» **WHAT IS BEING ASKED**
Scan the lines below for the word "ParameterSet". Copy each line you find it in.

» **MATERIAL PROVIDED**
//! Class-specific hydraulic coefficients
//!
//! Values from Carsel & Parrish (1988, table 3), the VIC soil texture table
//! and the Noah-MP soil characteristics. The silt class has no entry in
//! Carsel & Parrish and borrows `b` from silty clay loam.

use super::texture::SoilTexture;

/// cm/h to mm/day
const KSAT_CM_H_TO_MM_DAY: f64 = 240.0;

const MM_PER_M: f64 = 1000.0;

/// Hydraulic properties of one texture class
#[derive(Debug, Clone, Copy, PartialEq)]
pub struct SoilHydraulics {
    /// Saturated conductivity (cm/h)
    pub ksat: f64,
    /// Campbell pore-size distribution exponent
    pub b: f64,
    /// Volumetric moisture at wilting point
    pub wpwp_fract: f64,
    /// Volumetric moisture at the critical point
    pub wcr_fract: f64,
    pub resid_moist: f64,
    pub quartz: f64,
    /// Mineral bulk density (kg/m3)
    pub bulk_density: f64,
}

const fn row(
    ksat: f64,
    b: f64,
    wpwp_fract: f64,
    wcr_fract: f64,
    resid_moist: f64,
    quartz: f64,
    bulk_density: f64,
) -> SoilHydraulics {
    SoilHydraulics {
        ksat,
        b,
        wpwp_fract,
        wcr_fract,
        resid_moist,
        quartz,
        bulk_density,
    }
}

/// Rows indexed by class code minus one
const TABLE: [SoilHydraulics; 12] = [
    row(38.41, 2.79, 0.033, 0.091, 0.02, 0.92, 1490.0),
    row(10.87, 4.26, 0.055, 0.125, 0.035, 0.82, 1520.0),
    row(5.24, 4.74, 0.095, 0.207, 0.041, 0.60, 1570.0),
    row(3.96, 5.33, 0.133, 0.33, 0.015, 0.25, 1420.0),
    row(8.59, 8.72, 0.208, 0.366, 0.04, 0.10, 1280.0),
    row(1.97, 5.25, 0.117, 0.27, 0.027, 0.40, 1490.0),
    row(2.4, 6.77, 0.148, 0.255, 0.068, 0.60, 1600.0),
    row(4.57, 8.72, 0.208, 0.366, 0.04, 0.10, 1380.0),
    row(1.77, 8.17, 0.197, 0.318, 0.075, 0.35, 1430.0),
    row(1.19, 10.73, 0.239, 0.339, 0.109, 0.52, 1570.0),
    row(2.95, 10.39, 0.250, 0.387, 0.056, 0.10, 1350.0),
    row(3.18, 11.55, 0.272, 0.396, 0.09, 0.25, 1390.0),
];

impl SoilHydraulics {
    /// Table row for a class; unclassified soil uses the loam row
    pub fn for_class(texture: Option<SoilTexture>) -> Self {
        let texture = texture.unwrap_or(SoilTexture::Loam);
        TABLE[(texture.code() - 1) as usize]
    }

    /// All-NaN row for cells without data
    pub fn missing() -> Self {
        row(
            f64::NAN,
            f64::NAN,
            f64::NAN,
            f64::NAN,
            f64::NAN,
            f64::NAN,
            f64::NAN,
        )
    }

    pub fn ksat_mm_per_day(&self) -> f64 {
        self.ksat * KSAT_CM_H_TO_MM_DAY
    }

    /// Exponent n = 3 + 2b of the Campbell conductivity curve
    pub fn expt(&self) -> f64 {
        expt_from_b(self.b)
    }

    /// Bubbling pressure (cm)
    pub fn bubble(&self) -> f64 {
        bubble_from_expt(self.expt())
    }
}

pub fn expt_from_b(b: f64) -> f64 {
    3.0 + 2.0 * b
}

/// Bubbling pressure (cm) from the conductivity exponent, after Cosby et al.
pub fn bubble_from_expt(expt: f64) -> f64 {
    0.32 * expt + 4.3
}

/// A texture class code has been assigned
pub fn is_soil_class(code: i32) -> bool {
    code > 0
}

/// A parameter holds an assigned value
pub fn is_param_value(value: f64) -> bool {
    value > 0.0
}

pub fn porosity(bulk_density: f64, soil_density: f64) -> f64 {
    1.0 - bulk_density / soil_density
}

/// Saturated layer moisture (mm)
pub fn init_moist(porosity: f64, depth_m: f64) -> f64 {
    porosity * depth_m * MM_PER_M
}

#[cfg(test)]
mod tests {
    use super::*;
    use approx::assert_relative_eq;

    #[test]
    fn sand_row() {
        let sand = SoilHydraulics::for_class(Some(SoilTexture::Sand));
        assert_relative_eq!(sand.ksat_mm_per_day(), 38.41 * 240.0);
        assert_relative_eq!(sand.expt(), 8.58);
        assert_relative_eq!(sand.bubble(), 0.32 * 8.58 + 4.3);
        assert_eq!(sand.bulk_density, 1490.0);
    }

    #[test]
    fn unclassified_uses_loam() {
        assert_eq!(
            SoilHydraulics::for_class(None),
            SoilHydraulics::for_class(Some(SoilTexture::Loam))
        );
    }

    #[test]
    fn missing_is_nan() {
        let missing = SoilHydraulics::missing();
        assert!(missing.ksat.is_nan());
        assert!(missing.expt().is_nan());
        assert!(!is_param_value(missing.quartz));
    }

    #[test]
    fn saturated_initial_moisture() {
        let phi = porosity(1490.0, 2685.0);
        assert_relative_eq!(phi, 1.0 - 1490.0 / 2685.0);
        assert_relative_eq!(init_moist(phi, 0.1), phi * 100.0);
        assert!(is_soil_class(12));
        assert!(!is_soil_class(0));
    }
}
use super::library::{VegClassParams, VegLibrary};
use super::pft::{self, Pft, N_PFT};
use crate::domain::Domain;
use crate::errors::{Result, VicParamsError};
use crate::netcdf_io::FILL_I32;
use crate::params::ParameterSet;
use crate::schema::{N_MONTH, N_ROOT_ZONE};
use ndarray::{Array2, Array3, Array4};
use tracing::{info, warn};

/// Regridded CLM vegetation fields
#[derive(Debug, Clone)]
pub struct VegetationInputs {
    /// Cover percentage per PFT as `(17, nj, ni)`
    pub pct_pft: Array3<f64>,
    /// Monthly LAI as `(12, 17, nj, ni)`
    pub lai: Array4<f64>,
    /// Monthly canopy top height (m) as `(12, 17, nj, ni)`
    pub height: Array4<f64>,
}

#[derive(Debug, Clone, Copy, Default)]
pub struct VegetationOptions {
    pub max_snow_albedo: bool,
}

/// Vegetation parameters, one tile per PFT
#[derive(Debug, Clone)]
pub struct VegetationParameters {
    pub cv: Array3<f64>,
    pub nveg: Array2<i32>,
    pub trunk_ratio: Array3<f64>,
    pub rarc: Array3<f64>,
    pub rmin: Array3<f64>,
    pub wind_h: Array3<f64>,
    pub rgl: Array3<f64>,
    pub rad_atten: Array3<f64>,
    pub wind_atten: Array3<f64>,
    pub max_snow_albedo: Option<Array3<f64>>,
    /// `(veg_class, month, nj, ni)`
    pub albedo: Array4<f64>,
    pub lai: Array4<f64>,
    pub overstory: Array3<i32>,
    pub displacement: Array4<f64>,
    pub veg_rough: Array4<f64>,
    /// `(veg_class, root_zone, nj, ni)`
    pub root_depth: Array4<f64>,
    pub root_fract: Array4<f64>,
}

impl VegetationParameters {
    pub fn insert_into(self, set: &mut ParameterSet) -> Result<()> {
        set.insert_float("Cv", self.cv)?;
        set.insert_int("Nveg", self.nveg)?;
        set.insert_float("trunk_ratio", self.trunk_ratio)?;
        set.insert_float("rarc", self.rarc)?;
        set.insert_float("rmin", self.rmin)?;
        set.insert_float("wind_h", self.wind_h)?;
        set.insert_float("RGL", self.rgl)?;
        set.insert_float("rad_atten", self.rad_atten)?;
        set.insert_float("wind_atten", self.wind_atten)?;
        if let Some(max_snow_albedo) = self.max_snow_albedo {
            set.insert_float("max_snow_albedo", max_snow_albedo)?;
        }
        set.insert_float("albedo", self.albedo)?;
        set.insert_float("LAI", self.lai)?;
        set.insert_int("overstory", self.overstory)?;
        set.insert_float("displacement", self.displacement)?;
        set.insert_float("veg_rough", self.veg_rough)?;
        set.insert_float("root_depth", self.root_depth)?;
        set.insert_float("root_fract", self.root_fract)?;
        Ok(())
    }
}

fn check_shape(name: &str, found: &[usize], expected: &[usize]) -> Result<()> {
    if found != expected {
        return Err(VicParamsError::ShapeMismatch {
            var: name.to_string(),
            expected: expected.to_vec(),
            found: found.to_vec(),
        });
    }
    Ok(())
}

/// Derive every vegetation parameter from CLM cover, LAI and canopy height
///
/// Library constants come from the NLDAS class of each PFT tile. Missing LAI
/// or height on an active cell is treated as zero.
pub fn derive_vegetation_parameters(
    inputs: &VegetationInputs,
    domain: &Domain,
    library: &VegLibrary,
    options: VegetationOptions,
) -> Result<VegetationParameters> {
    let (nj, ni) = domain.shape();
    check_shape("PCT_PFT", inputs.pct_pft.shape(), &[N_PFT, nj, ni])?;
    check_shape("LAI", inputs.lai.shape(), &[N_MONTH, N_PFT, nj, ni])?;
    check_shape("height", inputs.height.shape(), &[N_MONTH, N_PFT, nj, ni])?;

    info!(cells = domain.active_count(), "deriving vegetation parameters");

    let pfts: Vec<Pft> = Pft::all().collect();
    let active = |j: usize, i: usize| domain.is_active(j, i);

    let cv = Array3::from_shape_fn((N_PFT, nj, ni), |(v, j, i)| {
        if active(j, i) {
            pft::cv_from_percent(inputs.pct_pft[[v, j, i]])
        } else {
            f64::NAN
        }
    });

    let mut missing_cover = 0usize;
    let nveg = Array2::from_shape_fn((nj, ni), |(j, i)| {
        if !active(j, i) {
            return FILL_I32;
        }
        let percents: Vec<f64> = (0..N_PFT).map(|v| inputs.pct_pft[[v, j, i]]).collect();
        if percents.iter().all(|p| p.is_nan()) {
            missing_cover += 1;
        }
        pft::count_active_pfts(&percents) as i32
    });
    if missing_cover > 0 {
        warn!(cells = missing_cover, "active cells without PFT cover");
    }

    let per_class = |f: fn(&VegClassParams) -> f64| -> Array3<f64> {
        Array3::from_shape_fn((N_PFT, nj, ni), |(v, j, i)| {
            if active(j, i) {
                f(library.get(pfts[v].nldas()))
            } else {
                f64::NAN
            }
        })
    };

    let monthly = |source: &Array4<f64>, scale: f64| -> Array4<f64> {
        Array4::from_shape_fn((N_PFT, N_MONTH, nj, ni), |(v, m, j, i)| {
            if !active(j, i) {
                return f64::NAN;
            }
            let value = source[[m, v, j, i]];
            if value.is_nan() {
                0.0
            } else {
                scale * value
            }
        })
    };

    let albedo = Array4::from_shape_fn((N_PFT, N_MONTH, nj, ni), |(v, _, j, i)| {
        if active(j, i) {
            library.get(pfts[v].nldas()).albedo
        } else {
            f64::NAN
        }
    });

    let overstory = Array3::from_shape_fn((N_PFT, nj, ni), |(v, j, i)| {
        if active(j, i) {
            i32::from(pfts[v].nldas().is_overstory())
        } else {
            FILL_I32
        }
    });

    let root_fract = Array4::from_shape_fn((N_PFT, N_ROOT_ZONE, nj, ni), |(v, z, j, i)| {
        pft::root_fract(cv[[v, j, i]], pfts[v], z)
    });
    // missing cover on an active cell gives no roots
    let root_depth = Array4::from_shape_fn((N_PFT, N_ROOT_ZONE, nj, ni), |(v, z, j, i)| {
        if active(j, i) {
            pft::root_depth(cv[[v, j, i]], z)
        } else {
            f64::NAN
        }
    });

    Ok(VegetationParameters {
        trunk_ratio: per_class(|p| p.trunk_ratio),
        rarc: per_class(|p| p.rarc),
        rmin: per_class(|p| p.rmin),
        wind_h: per_class(|p| p.wind_h),
        rgl: per_class(|p| p.rgl),
        rad_atten: per_class(|p| p.rad_atten),
        wind_atten: per_class(|p| p.wind_atten),
        max_snow_albedo: options
            .max_snow_albedo
            .then(|| per_class(|p| p.max_snow_albedo)),
        albedo,
        lai: monthly(&inputs.lai, 1.0),
        overstory,
        displacement: monthly(&inputs.height, pft::displacement(1.0)),
        veg_rough: monthly(&inputs.height, pft::roughness(1.0)),
        root_depth,
        root_fract,
        cv,
        nveg,
    })
}

#[cfg(test)]
mod tests {
    use super::*;
    use approx::assert_relative_eq;
    use ndarray::array;

    fn inputs() -> VegetationInputs {
        let mut pct_pft = Array3::zeros((N_PFT, 1, 2));
        pct_pft[[0, 0, 0]] = 20.0;
        pct_pft[[1, 0, 0]] = 50.0;
        pct_pft[[13, 0, 0]] = 30.0;
        pct_pft[[0, 0, 1]] = 100.0;
        let mut height = Array4::zeros((N_MONTH, N_PFT, 1, 2));
        height.fill(10.0);
        VegetationInputs {
            pct_pft,
            lai: Array4::from_elem((N_MONTH, N_PFT, 1, 2), 2.5),
            height,
        }
    }

    fn domain() -> Domain {
        Domain::from_parts(array![[1, 1]], array![[0.0, 1.0]], array![[60.0, 60.0]]).unwrap()
    }

    #[test]
    fn tiles_follow_cover() {
        let params = derive_vegetation_parameters(
            &inputs(),
            &domain(),
            &VegLibrary::nldas(),
            VegetationOptions::default(),
        )
        .unwrap();

        assert_eq!(params.nveg[[0, 0]], 2);
        assert_eq!(params.nveg[[0, 1]], 0);
        assert_relative_eq!(params.cv[[1, 0, 0]], 0.5);
        assert_eq!(params.overstory[[1, 0, 0]], 1);
        assert_eq!(params.overstory[[13, 0, 0]], 0);
        assert_eq!(params.rmin[[1, 0, 0]], 250.0);
        assert_eq!(params.root_fract[[1, 0, 0, 0]], 0.3);
        assert_eq!(params.root_fract[[13, 1, 0, 0]], 0.3);
        assert_eq!(params.root_depth[[5, 0, 0, 0]], 0.0);
        assert_relative_eq!(params.displacement[[1, 4, 0, 0]], 6.7, max_relative = 1e-12);
        assert_relative_eq!(params.veg_rough[[1, 4, 0, 0]], 1.23, max_relative = 1e-12);
        assert_eq!(params.lai[[13, 11, 0, 1]], 2.5);
        assert!(params.max_snow_albedo.is_none());
    }

    #[test]
    fn inactive_cells_are_masked() {
        let domain =
            Domain::from_parts(array![[1, 0]], array![[0.0, 1.0]], array![[60.0, 60.0]]).unwrap();
        let params = derive_vegetation_parameters(
            &inputs(),
            &domain,
            &VegLibrary::nldas(),
            VegetationOptions {
                max_snow_albedo: true,
            },
        )
        .unwrap();
        assert!(params.cv[[0, 0, 1]].is_nan());
        assert!(params.albedo[[3, 2, 0, 1]].is_nan());
        assert_eq!(params.nveg[[0, 1]], FILL_I32);
        assert!(params.max_snow_albedo.unwrap()[[0, 0, 1]].is_nan());
        assert!(params.root_depth[[0, 0, 0, 1]].is_nan());
    }

    #[test]
    fn missing_cover_has_no_roots() {
        let mut inputs = inputs();
        for v in 0..N_PFT {
            inputs.pct_pft[[v, 0, 1]] = f64::NAN;
        }
        let params = derive_vegetation_parameters(
            &inputs,
            &domain(),
            &VegLibrary::nldas(),
            VegetationOptions::default(),
        )
        .unwrap();

        assert!(params.cv[[0, 0, 1]].is_nan());
        assert!(params.root_fract[[0, 0, 0, 1]].is_nan());
        assert_eq!(params.root_depth[[0, 0, 0, 1]], 0.0);
        assert_eq!(params.root_depth[[0, 1, 0, 1]], 0.0);
        assert_eq!(params.root_depth[[1, 1, 0, 0]], 0.7);
    }

    #[test]
    fn rejects_misshapen_lai() {
        let mut bad = inputs();
        bad.lai = Array4::zeros((N_PFT, N_MONTH, 1, 2));
        assert!(derive_vegetation_parameters(
            &bad,
            &domain(),
            &VegLibrary::nldas(),
            VegetationOptions::default()
        )
        .is_err());
    }
}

» **ANSWER SECTION**
use crate::params::ParameterSet;
    pub fn insert_into(self, set: &mut ParameterSet) -> Result<()> {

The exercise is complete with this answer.